» Work request: Filter these records by the string "struct", copying each line that holds it.

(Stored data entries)
******

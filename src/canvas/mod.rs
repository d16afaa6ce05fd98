//! # Card art rendering
//!
//! Turns an arbitrary raster or SVG image into a block of colored
//! half-block glyphs:
//!
//! ```text
//!   decode ──► downsample (Lanczos, 2W x 2H)
//!                 │
//!                 ▼
//!   average 2x2 sub-pixels ──► fg = top pair, bg = bottom pair
//!                 │
//!                 ▼
//!   ▀ glyph per cell (truecolor / 256 / 16)
//! ```

mod caps;
mod color;
mod downsample;
mod halfblock;
mod palette;

use std::path::Path;

pub use caps::{terminal_width, ColorMode, FALLBACK_WIDTH};
pub use color::{average, Color};
pub use downsample::{decode_image, downsample, sample, GridSize};
pub use halfblock::{render_cell, Cell, RenderGrid, GLYPH, RESET};

use crate::errors::Result;

/// Full pipeline: decode, downsample, average, and render glyphs
pub fn render_image(path: &Path, grid: GridSize, mode: ColorMode) -> Result<String> {
    let image = decode_image(path, grid)?;
    tracing::debug!(
        "Rendering {} ({}x{}) to {}x{} cells, {} colors",
        path.display(),
        image.width(),
        image.height(),
        grid.cols,
        grid.rows,
        mode
    );
    let buffer = downsample(&image, grid);
    Ok(RenderGrid::from_subpixels(&buffer, grid).render(mode))
}
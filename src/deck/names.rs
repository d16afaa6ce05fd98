//! Localized card names (`names/<lang>.toml`)

use std::collections::BTreeMap;
use std::fs;
use std::path::{Path, PathBuf};

use serde::Deserialize;

use crate::errors::{CartomancerError, Result};

/// Directory holding the language files
pub const NAMES_DIR: &str = "names";

/// Language used when none is configured
pub const DEFAULT_LANGUAGE: &str = "en";

/// One language file
///
/// ```toml
/// [major_arcana]
/// "00" = "The Fool"
///
/// [major_arcana.alt_text]
/// "00" = "A young traveler at a cliff's edge"
///
/// [minor_arcana.wands]
/// ace = "Ace of Wands"
///
/// [minor_arcana.wands.alt_text]
/// ace = "A hand emerging from a cloud"
/// ```
#[derive(Debug, Clone, Default, Deserialize)]
pub struct NameFile {
    pub major_arcana: Option<NameTable>,
    pub minor_arcana: Option<BTreeMap<String, NameTable>>,
    pub card_backs: Option<CardBackNames>,
}

/// Names keyed by card number or rank, plus an optional `alt_text` subtable
#[derive(Debug, Clone, Default, Deserialize)]
pub struct NameTable {
    pub alt_text: Option<BTreeMap<String, String>>,
    #[serde(flatten)]
    pub names: BTreeMap<String, String>,
}

#[derive(Debug, Clone, Default, Deserialize)]
pub struct CardBackNames {
    #[serde(default)]
    pub alt_text: BTreeMap<String, String>,
}

impl NameFile {
    pub fn load(path: &Path) -> Result<Self> {
        let content = fs::read_to_string(path)?;
        toml::from_str(&content).map_err(|e| CartomancerError::manifest(path, e))
    }

    /// Whether any `alt_text` table is present
    pub fn has_alt_text(&self) -> bool {
        self.major_arcana
            .as_ref()
            .is_some_and(|t| t.alt_text.is_some())
            || self
                .minor_arcana
                .as_ref()
                .is_some_and(|suits| suits.values().any(|t| t.alt_text.is_some()))
    }
}

/// Pick the language file to load from `names_dir`.
///
/// Order: `<language>.toml`, then `en.toml`, then the lexicographically
/// first `*.toml` file. Returns `None` when the directory has no language file.
pub fn select_language_file(names_dir: &Path, language: &str) -> Option<PathBuf> {
    for lang in [language, DEFAULT_LANGUAGE] {
        let candidate = names_dir.join(format!("{lang}.toml"));
        if candidate.is_file() {
            return Some(candidate);
        }
    }

    let mut files: Vec<PathBuf> = fs::read_dir(names_dir)
        .ok()?
        .filter_map(|entry| entry.ok())
        .map(|entry| entry.path())
        .filter(|path| path.is_file() && path.extension().is_some_and(|e| e == "toml"))
        .collect();
    files.sort();
    files.into_iter().next()
}
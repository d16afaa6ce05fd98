use std::io::Write;
use std::path::Path;

use anyhow::{bail, Context, Result};

use cartomancer::validator::{ValidationReport, Validator};

/// Validate a deck directory and print the report.
///
/// Fails when the deck has validation errors.
pub fn run(out: &mut dyn Write, deck_path: &Path, json: bool) -> Result<()> {
    if !deck_path.exists() {
        bail!("deck directory not found: {}", deck_path.display());
    }

    let report = Validator::new(deck_path)
        .validate()
        .with_context(|| format!("validation error for {}", deck_path.display()))?;

    if json {
        serde_json::to_writer_pretty(&mut *out, &report)?;
        writeln!(out)?;
    } else {
        print_report(out, deck_path, &report)?;
    }

    if !report.is_valid() {
        bail!("validation failed with {} errors", report.errors.len());
    }
    Ok(())
}

fn print_report(out: &mut dyn Write, deck_path: &Path, report: &ValidationReport) -> Result<()> {
    writeln!(out, "Validation Results:")?;
    writeln!(out, "-------------------")?;

    if report.is_valid() {
        writeln!(
            out,
            "✅ Deck '{}' is valid according to the specification.",
            deck_path.display()
        )?;
    } else {
        writeln!(
            out,
            "❌ Deck '{}' has {} validation errors:",
            deck_path.display(),
            report.errors.len()
        )?;
        for (i, error) in report.errors.iter().enumerate() {
            writeln!(out, "{}. {}", i + 1, error)?;
        }
    }

    if !report.warnings.is_empty() {
        writeln!(out, "\nWarnings:")?;
        for (i, warning) in report.warnings.iter().enumerate() {
            writeln!(out, "{}. {}", i + 1, warning)?;
        }
    }
    Ok(())
}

******

» Answer box:
pub struct NameFile {
pub struct NameTable {
pub struct CardBackNames {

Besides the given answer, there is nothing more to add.